Director – Jianjie Lin – 2024 – China – Cert. 15 – 99m
****
A boy from a broken home starts spending more and more time with the family of a schoolmate, where the family isn’t quite as perfect as it initially appears… – out in UK cinemas on Friday, March 21st
A boy is doing pull-ups in the school gym. A basketball hits him on the head. He falls. (All in one highly striking shot looking from behind at the back of his head.) He’s on the floor. A nurse patches him up in the san. Going home, he has a minor altercation with a boy who surprises him. But, actually, the boy just wants to know if he’s okay.
Next day, the same boy – driven by guilt, perhaps? – gives him a ride over to his own house on his bicycle. It’s a nicer place than the first boy is used to: the calming sound of bubbles through water can be heard from the fish tank; the whole place seems light, airy, pleasant. The other boy’s choice of music stands in sharp contrast to this – he listens to rap. The pair play videogames until his parents, Mr. & Mrs. Tu (Zu Feng & Guo Keyu), invite him to stay for supper. He laps up the food, explaining that his mum is dead, and his dad is not much of a cook. The father of the first boy, Yan Shuo (Xilun Sun) phones, and he has to return home, explaining, “my dad is drunk again”.

Shuo becomes an increasingly frequent visitor at the Tus’. Playing the other at a coin game, he realises he’s being set up to lose and asks if the other was the person who threw the ball at his head. The flat becomes a second home to Shuo, who wanders around it to the accompaniment of classical arpeggios, and lies on a bed absorbing the contents of self-help tapes. He starts talking to the boy’s parents – to the mum about her favourite fruit, to the dad about the joys of studying, something their own son, Wei (Muran Lin from Detective Chinatown, Chen Sigheng, 2015) isn’t too good at. In fact, Wei doesn’t see why he should study.
There’s nothing Wei would like more than to get into the school fencing team and compete in the championship. Only his parents don’t see that as a viable eduction.
The husband works wearing a white lab coat in a high-tech building, lecturing about antidotes to the Coronavirus.
Slowly, the lives of the visiting boy and the family become more and more enmeshed. The parents enrol their son into a cramming school, but Wei gets Shuo to do most of his homework, bunking off Saturdays to do fencing practice while Shuo attends the cramming using Wei’s identity, which only comes to light when Wei’s exam results prove much better than expected.

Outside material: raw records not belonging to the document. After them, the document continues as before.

use crate::integration::support::{
    default_resolver, project_with, write_file, CountingResolver, DEV_AGENT,
};
use lcagents::agent::AgentLoader;
use lcagents::error::ApiError;
use std::sync::Arc;

fn counting_loader(root: &std::path::Path) -> (AgentLoader, Arc<CountingResolver<lcagents::resource::FsResourceResolver>>) {
    let counting = Arc::new(CountingResolver::new(default_resolver(root)));
    (AgentLoader::new(counting.clone()), counting)
}

#[test]
fn loads_full_agent_document() {
    let temp = project_with(&[(".lcagents/agents/dev.yaml", DEV_AGENT)]);
    let loader = AgentLoader::new(Arc::new(default_resolver(temp.path())));

    let agent = loader.load_agent("dev").unwrap();
    let def = &agent.definition;
    assert_eq!(def.name, "Dev");
    assert_eq!(def.id, "dev");
    assert_eq!(def.title, "Full Stack Developer");
    assert_eq!(def.when_to_use, "Use for implementation work");
    assert_eq!(def.persona.role, "Senior Software Engineer");
    assert_eq!(def.persona.core_principles, vec!["Test first".to_string()]);
    assert_eq!(def.commands.len(), 2);
    assert_eq!(def.commands[0].name, "help");
    assert_eq!(def.command("develop").unwrap().usage, "*develop <story>");
    assert_eq!(def.dependencies.tasks, vec!["implement-story.md".to_string()]);
    assert!(agent.is_valid);
}

#[test]
fn cache_hit_skips_resolver() {
    let temp = project_with(&[(".lcagents/agents/dev.yaml", DEV_AGENT)]);
    let (loader, counting) = counting_loader(temp.path());

    let first = loader.load_agent("dev").unwrap();
    let second = loader.load_agent("dev").unwrap();

    assert!(Arc::ptr_eq(&first, &second));
    assert_eq!(counting.calls("agents", "dev.yaml"), 1);
    assert_eq!(counting.total_calls(), 1);
}

#[test]
fn reload_reads_the_file_again() {
    let temp = project_with(&[(".lcagents/agents/dev.yaml", DEV_AGENT)]);
    let (loader, counting) = counting_loader(temp.path());

    loader.load_agent("dev").unwrap();
    write_file(
        temp.path(),
        ".lcagents/agents/dev.yaml",
        "title: Renamed\npersona:\n  role: Engineer\n",
    );
    let reloaded = loader.reload_agent("dev").unwrap();

    assert_eq!(reloaded.definition.title, "Renamed");
    assert_eq!(counting.calls("agents", "dev.yaml"), 2);
}

#[test]
fn clear_cache_forces_fresh_resolution() {
    let temp = project_with(&[(".lcagents/agents/dev.yaml", DEV_AGENT)]);
    let (loader, counting) = counting_loader(temp.path());

    loader.load_agent("dev").unwrap();
    loader.clear_cache();
    loader.load_agent("dev").unwrap();
    assert_eq!(counting.calls("agents", "dev.yaml"), 2);
}

#[test]
fn failed_loads_are_not_cached() {
    let temp = project_with(&[(".lcagents/agents/qa.yaml", "title: QA\n")]);
    let (loader, counting) = counting_loader(temp.path());

    assert!(matches!(
        loader.load_agent("qa"),
        Err(ApiError::ValidationError(_))
    ));
    assert!(loader.load_agent("qa").is_err());
    assert_eq!(counting.calls("agents", "qa.yaml"), 2);
    assert!(loader.cached_names().is_empty());
}

#[test]
fn missing_persona_role_fails_validation() {
    let temp = project_with(&[(".lcagents/agents/qa.yaml", "title: QA\npersona:\n  style: terse\n")]);
    let loader = AgentLoader::new(Arc::new(default_resolver(temp.path())));
    let err = loader.load_agent("qa").unwrap_err();
    assert!(err.to_string().contains("Agent persona role is required"));
}

#[test]
fn load_all_reports_one_valid_one_invalid() {
    let temp = project_with(&[
        (".lcagents/agents/dev.yaml", DEV_AGENT),
        (".lcagents/agents/qa.yaml", "title: QA\n"),
        (".lcagents/agents/notes.txt", "not an agent"),
    ]);
    let loader = AgentLoader::new(Arc::new(default_resolver(temp.path())));

    let result = loader.load_all_agents();
    assert_eq!(result.loaded.len(), 1);
    assert_eq!(result.loaded[0].name, "dev");
    assert_eq!(result.errors.len(), 1);
    assert_eq!(result.errors[0].name, "qa");
    assert_eq!(result.errors[0].kind, "validation_error");
    assert_eq!(loader.cached_names(), vec!["dev".to_string()]);
}

#[test]
fn load_all_on_missing_directory_is_empty() {
    let temp = project_with(&[]);
    let loader = AgentLoader::new(Arc::new(default_resolver(temp.path())));
    let result = loader.load_all_agents();
    assert!(result.loaded.is_empty());
    assert!(result.errors.is_empty());
}

#[test]
fn dependency_warnings_do_not_invalidate() {
    let temp = project_with(&[
        (".lcagents/agents/dev.yaml", DEV_AGENT),
        (".lcagents/tasks/implement-story.md", "# Implement"),
    ]);
    let loader = AgentLoader::new(Arc::new(default_resolver(temp.path())));

    let report = loader.validate_agent("dev").unwrap();
    assert!(report.is_valid());
    assert_eq!(report.warnings.len(), 1);
    assert!(report.warnings[0].contains("story-dod.md"));
}

#[test]
fn concurrent_loads_share_one_entry() {
    let temp = project_with(&[(".lcagents/agents/dev.yaml", DEV_AGENT)]);
    let (loader, counting) = counting_loader(temp.path());
    let loader = Arc::new(loader);

    let handles: Vec<_> = (0..8)
        .map(|_| {
            let loader = loader.clone();
            std::thread::spawn(move || loader.load_agent("dev").unwrap())
        })
        .collect();
    let agents: Vec<_> = handles.into_iter().map(|h| h.join().unwrap()).collect();

    assert!(agents.windows(2).all(|w| Arc::ptr_eq(&w[0], &w[1])));
    assert_eq!(counting.calls("agents", "dev.yaml"), 1);
}

#[test]
fn layer_override_applies_to_agents() {
    let temp = project_with(&[
        (".lcagents/agents/dev.yaml", DEV_AGENT),
        (
            ".lcagents/custom/agents/dev.yaml",
            "title: Custom Dev\npersona:\n  role: Engineer\n",
        ),
    ]);
    let resolver = default_resolver(temp.path()).with_layer_overrides(true);
    let loader = AgentLoader::new(Arc::new(resolver));
    let agent = loader.load_agent("dev").unwrap();
    assert_eq!(agent.definition.title, "Custom Dev");
    assert!(agent.path.starts_with(temp.path().join(".lcagents/custom")));
}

As the tension in the Tu family, now with a second son adopted all but name, increases, so too does the (unseen on the screen) tension between Shuo and his real father at home. There is a sense that Shuo, starved of parental love, is attempting to steal Wei’s parents’ love for himself as he increasingly bonds with them. The two boys are like chalk and cheese, sharing a room, with Shuo wanting the light on so he can read and Wei turning it off repeatedly so he can sleep.
There’s something engrossing about all this as it plays out as what is, to all intents and purposes, a fascinating essay on the perils of sibling rivalry.
Brief History of a Family is out in cinemas in the UK on Friday, March 21st.